Younger men attracted attention at Rochester with the following practical information:

P: Flex tired muscles and keep them tense for several seconds to refresh them. They become fit for another round of fighting or another spurt of running in a much shorter time than if permitted to relax or if stimulated with a hypodermic injection of adrenalin. The reinvigoration is due, theorized Cornell's Drs. S. A. Guttman, R. G. Horton and Davis Truxton Wilber, to either: 1) the release of a potent chemical, acetylcholine, by nerve ends in the tired muscles, or; 2) a sudden excess of calcium in those muscles.

P: Feed a chunky, rolypoly baby a mixture half cow's milk, half water. Feed a long, slim baby a mixture three parts milk, one part water; a "medial" baby two parts milk, one part water. Reason, according to Manhattan's Dr. Isaac Newton Kugelmass: normal cow's milk forms tough curds in baby stomachs, diluted milk forms soft curds. Lanky babies secrete enough gastric juices to digest tough curds with no trouble. Other body types require soft curds for comfort.
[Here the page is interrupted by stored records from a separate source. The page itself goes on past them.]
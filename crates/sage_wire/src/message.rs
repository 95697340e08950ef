//! Handshake and application envelopes (JSON request/response bodies).
//!
//! All on-wire types are versioned. Binary fields travel base64url;
//! `sent_at` is advisory (the signature's `created` is what the skew
//! policy judges).

use base64::{engine::general_purpose::URL_SAFE_NO_PAD, Engine};
use chrono::{DateTime, Utc};
use serde::{Deserialize, Serialize};

use sage_crypto::hpke::HandshakeInfo;
use sage_session::EncryptedPacket;

use crate::error::WireError;

pub const WIRE_VERSION: u8 = 1;

pub const INVITE_PATH: &str = "/sage/invite";
pub const MESSAGE_PATH: &str = "/sage/message";

/// The initiator's opening move: HPKE encapsulation plus the sealed
/// invitation payload.
#[derive(Debug, Clone, Serialize, Deserialize)]
pub struct Invitation {
    pub version: u8,
    /// Channel context bound into the HPKE info.
    pub channel: String,
    pub initiator_did: String,
    pub responder_did: String,
    /// Encapsulated KEM key (32 bytes, base64url).
    pub enc: String,
    /// HPKE-sealed invitation payload (base64url).
    pub ciphertext: String,
    /// Random id for ack correlation; no cryptographic meaning.
    pub envelope_id: String,
    pub sent_at: DateTime<Utc>,
}

impl Invitation {
    /// The HPKE info this invitation claims. Callers MUST cross-check
    /// the DIDs against the transport/identity layers.
    pub fn handshake_info(&self) -> Result<HandshakeInfo, WireError> {
        HandshakeInfo::new(
            self.channel.clone(),
            self.initiator_did.clone(),
            self.responder_did.clone(),
        )
        .map_err(WireError::Crypto)
    }

    pub fn enc_bytes(&self) -> Result<Vec<u8>, WireError> {
        decode_b64(&self.enc, "enc")
    }

    pub fn ciphertext_bytes(&self) -> Result<Vec<u8>, WireError> {
        decode_b64(&self.ciphertext, "ciphertext")
    }
}

/// The responder's signed acknowledgement. `key_id` references the
/// freshly minted session; the initiator refuses a mismatch.
#[derive(Debug, Clone, Serialize, Deserialize)]
pub struct InvitationAck {
    pub version: u8,
    pub responder_did: String,
    /// Session key id (16 bytes, base64url).
    pub key_id: String,
    /// Echo of the invitation's envelope id.
    pub envelope_id: String,
    pub sent_at: DateTime<Utc>,
}

/// One encrypted application frame.
#[derive(Debug, Clone, Serialize, Deserialize)]
pub struct MessageEnvelope {
    pub version: u8,
    /// Session key id (base64url).
    pub key_id: String,
    /// 96-bit counter nonce (base64url).
    pub nonce: String,
    /// AEAD ciphertext (base64url).
    pub ciphertext: String,
    pub envelope_id: String,
    pub sent_at: DateTime<Utc>,
}

impl MessageEnvelope {
    pub fn from_packet(packet: &EncryptedPacket) -> Self {
        Self {
            version: WIRE_VERSION,
            key_id: URL_SAFE_NO_PAD.encode(packet.key_id),
            nonce: URL_SAFE_NO_PAD.encode(packet.nonce),
            ciphertext: URL_SAFE_NO_PAD.encode(&packet.ciphertext),
            envelope_id: uuid::Uuid::new_v4().to_string(),
            sent_at: Utc::now(),
        }
    }

    pub fn nonce_bytes(&self) -> Result<[u8; 12], WireError> {
        let raw = decode_b64(&self.nonce, "nonce")?;
        raw.as_slice()
            .try_into()
            .map_err(|_| WireError::MalformedMessage("nonce must be 12 bytes".into()))
    }

    pub fn key_id_bytes(&self) -> Result<[u8; 16], WireError> {
        let raw = decode_b64(&self.key_id, "key_id")?;
        raw.as_slice()
            .try_into()
            .map_err(|_| WireError::MalformedMessage("key id must be 16 bytes".into()))
    }

    pub fn ciphertext_bytes(&self) -> Result<Vec<u8>, WireError> {
        decode_b64(&self.ciphertext, "ciphertext")
    }
}

fn decode_b64(value: &str, field: &str) -> Result<Vec<u8>, WireError> {
    URL_SAFE_NO_PAD
        .decode(value)
        .map_err(|e| WireError::MalformedMessage(format!("bad base64 in {field}: {e}")))
}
All types "require 10% of mixed sugars added, with supplements of vitamins D and C. On the other hand all types tolerate breast milk." Other Kugelmass advice: for allergic newborn babies, goat's, evaporated or vegetable milk; for nervous babies, evaporated milk or gruel (milk or water cooked with cornmeal or oatmeal); for pudgy babies who lose weight rapidly and irregularly, evaporated milk.